Beberapa orang penggerak di seluruh Indonesia pernah meminta ke KPAI agar membentuk KPAD (Komisi Perlindungan Anak Daerah) dan Komisi Perlindungan Anak Indonesia namun hal itu dikembalikan lagi ke masing-masing daerahnya.
“Jadi singkatnya jika Banjar ingin pantas disebut Kota Layak Anak, bentuklah KPAD. Penghargaan dinilai kurang cocok jika fasilitas di seluruh wilayah Banjar tidak merata,” kata Dadi.
Sebelumnya diberitakan Wali Kota Banjar, Ade Uu Sukaesih mengklaim bahwa wilayah yang dipimpinnya sudah empat kali mendapatkan penghargaan Kota Layak Anak (KLA).
“Kita mendapat penghargaan KLA tahun 2017 dan 2018 tingkat Pratama, tahun 2019 tingkat Madya dan tahun 2021 tingkat Madya,” kata Ade pada Senin (13/12/2021) kemarin.
Namun, berdasarkan data yang dihimpun FOKUSJabar dari Polres Banjar, justru kasus yang paling banyak terjadi di wilayah hukum Kota Banjar itu yakni kasus pencabulan terhadap anak di bawah umur.

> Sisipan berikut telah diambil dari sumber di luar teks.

//! Security response headers.
//!
//! # Responsibilities
//! - Build the Content-Security-Policy value from declared directives
//! - Hold the fixed header set applied to every response
//! - Apply it without duplicating any header
//!
//! # Design Decisions
//! - Computed once from static configuration; no request dependence
//! - `Content-Type` is a default: a handler that set its own keeps it
//! - Every other header overwrites, so exactly one copy is ever sent

use std::fmt;

use axum::http::header::{
    InvalidHeaderValue, CONTENT_SECURITY_POLICY, CONTENT_TYPE, STRICT_TRANSPORT_SECURITY,
    X_CONTENT_TYPE_OPTIONS, X_FRAME_OPTIONS, X_XSS_PROTECTION,
};
use axum::http::{HeaderMap, HeaderName, HeaderValue};

use crate::config::schema::SecurityConfig;

/// Default content type for responses that do not set one.
pub const DEFAULT_CONTENT_TYPE: &str = "text/html";

/// A source expression inside a CSP directive.
#[derive(Debug, Clone, PartialEq, Eq)]
pub enum CspSource {
    None,
    SelfOrigin,
    Origin(String),
}

impl fmt::Display for CspSource {
    fn fmt(&self, f: &mut fmt::Formatter<'_>) -> fmt::Result {
        match self {
            CspSource::None => f.write_str("'none'"),
            CspSource::SelfOrigin => f.write_str("'self'"),
            CspSource::Origin(origin) => f.write_str(origin),
        }
    }
}

/// Ordered list of CSP directives.
#[derive(Debug, Clone, Default)]
pub struct ContentSecurityPolicy {
    directives: Vec<(&'static str, Vec<CspSource>)>,
}

impl ContentSecurityPolicy {
    pub fn new() -> Self {
        Self::default()
    }

    /// Add or replace a directive.
    pub fn directive(mut self, name: &'static str, sources: Vec<CspSource>) -> Self {
        match self.directives.iter_mut().find(|(n, _)| *n == name) {
            Some((_, existing)) => *existing = sources,
            None => self.directives.push((name, sources)),
        }
        self
    }

    /// The site policy: nothing by default, same-origin scripts, forms and
    /// connections, stylesheets from self plus one external origin.
    pub fn site(style_origin: &str) -> Self {
        use CspSource::*;
        Self::new()
            .directive("default-src", vec![None])
            .directive("style-src", vec![SelfOrigin, Origin(style_origin.to_string())])
            .directive("form-action", vec![SelfOrigin])
            .directive("script-src", vec![SelfOrigin])
            .directive("connect-src", vec![SelfOrigin])
            .directive("base-uri", vec![None])
            .directive("frame-ancestors", vec![None])
    }

    pub fn header_value(&self) -> String {
        self.directives
            .iter()
            .map(|(name, sources)| {
                let sources: Vec<String> = sources.iter().map(ToString::to_string).collect();
                format!("{} {}", name, sources.join(" "))
            })
            .collect::<Vec<_>>()
            .join("; ")
    }
}

/// The fixed header set attached to every response.
#[derive(Debug, Clone)]
pub struct SecurityHeaderPolicy {
    content_type: HeaderValue,
    fixed: Vec<(HeaderName, HeaderValue)>,
}

impl SecurityHeaderPolicy {
    pub fn from_config(config: &SecurityConfig) -> Result<Self, InvalidHeaderValue> {
        let csp = ContentSecurityPolicy::site(&config.style_origin);
        let mut fixed = vec![
            (X_FRAME_OPTIONS, HeaderValue::from_static("deny")),
            (X_CONTENT_TYPE_OPTIONS, HeaderValue::from_static("nosniff")),
            (X_XSS_PROTECTION, HeaderValue::from_static("1; mode=block")),
            (CONTENT_SECURITY_POLICY, HeaderValue::from_str(&csp.header_value())?),
        ];
        if let Some(hsts) = &config.strict_transport_security {
            fixed.push((STRICT_TRANSPORT_SECURITY, HeaderValue::from_str(hsts)?));
        }

        Ok(Self {
            content_type: HeaderValue::from_static(DEFAULT_CONTENT_TYPE),
            fixed,
        })
    }

    /// The full header mapping.
    pub fn headers(&self) -> HeaderMap {
        let mut headers = HeaderMap::new();
        self.apply(&mut headers);
        headers
    }

    /// Apply the policy to a response's headers.
    pub fn apply(&self, headers: &mut HeaderMap) {
        if !headers.contains_key(CONTENT_TYPE) {
            headers.insert(CONTENT_TYPE, self.content_type.clone());
        }
        for (name, value) in &self.fixed {
            headers.insert(name.clone(), value.clone());
        }
    }
}

#[cfg(test)]
mod tests {
    use super::*;

    #[test]
    fn test_site_csp() {
        let csp = ContentSecurityPolicy::site("https://maxcdn.bootstrapcdn.com");
        assert_eq!(
            csp.header_value(),
            "default-src 'none'; style-src 'self' https://maxcdn.bootstrapcdn.com; \
             form-action 'self'; script-src 'self'; connect-src 'self'; \
             base-uri 'none'; frame-ancestors 'none'"
        );
    }

    #[test]
    fn test_directive_replaces() {
        let csp = ContentSecurityPolicy::new()
            .directive("script-src", vec![CspSource::None])
            .directive("script-src", vec![CspSource::SelfOrigin]);
        assert_eq!(csp.header_value(), "script-src 'self'");
    }

    #[test]
    fn test_fixed_headers() {
        let policy = SecurityHeaderPolicy::from_config(&SecurityConfig::default()).unwrap();
        let headers = policy.headers();
        assert_eq!(headers[CONTENT_TYPE], "text/html");
        assert_eq!(headers[X_FRAME_OPTIONS], "deny");
        assert_eq!(headers[X_CONTENT_TYPE_OPTIONS], "nosniff");
        assert_eq!(headers[X_XSS_PROTECTION], "1; mode=block");
        assert!(headers.contains_key(CONTENT_SECURITY_POLICY));
        assert!(!headers.contains_key(STRICT_TRANSPORT_SECURITY));
    }

    #[test]
    fn test_apply_keeps_content_type_and_dedupes() {
        let policy = SecurityHeaderPolicy::from_config(&SecurityConfig::default()).unwrap();
        let mut headers = HeaderMap::new();
        headers.insert(CONTENT_TYPE, HeaderValue::from_static("text/css"));
        headers.append(CONTENT_SECURITY_POLICY, HeaderValue::from_static("default-src *"));
        headers.append(CONTENT_SECURITY_POLICY, HeaderValue::from_static("script-src *"));

        policy.apply(&mut headers);

        assert_eq!(headers[CONTENT_TYPE], "text/css");
        assert_eq!(headers.get_all(CONTENT_SECURITY_POLICY).iter().count(), 1);
        assert!(headers[CONTENT_SECURITY_POLICY]
            .to_str()
            .unwrap()
            .starts_with("default-src 'none'"));
    }

    #[test]
    fn test_hsts_when_configured() {
        let config = SecurityConfig {
            strict_transport_security: Some("max-age=16070400;".to_string()),
            ..SecurityConfig::default()
        };
        let headers = SecurityHeaderPolicy::from_config(&config).unwrap().headers();
        assert_eq!(headers[STRICT_TRANSPORT_SECURITY], "max-age=16070400;");
    }
}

Kasat Reskrim Polres Banjar terdahulu Iptu Muhammad Zulkarnaen pada Jumat 11 Juni lalu, mengatakan bahwa dari beberapa kasus yang ditangani dalam 6 bulan terakhir di tahun 2021, kasus pencabulan paling banyak terjadi.
“Kebanyakan terjadi pada anak usia 11 tahun ke bawah dan dilakukan oleh pelaku yang berusia di atas 20 tahun,” kata Zulkarnaen pada Jumat (11/6/2021) lalu.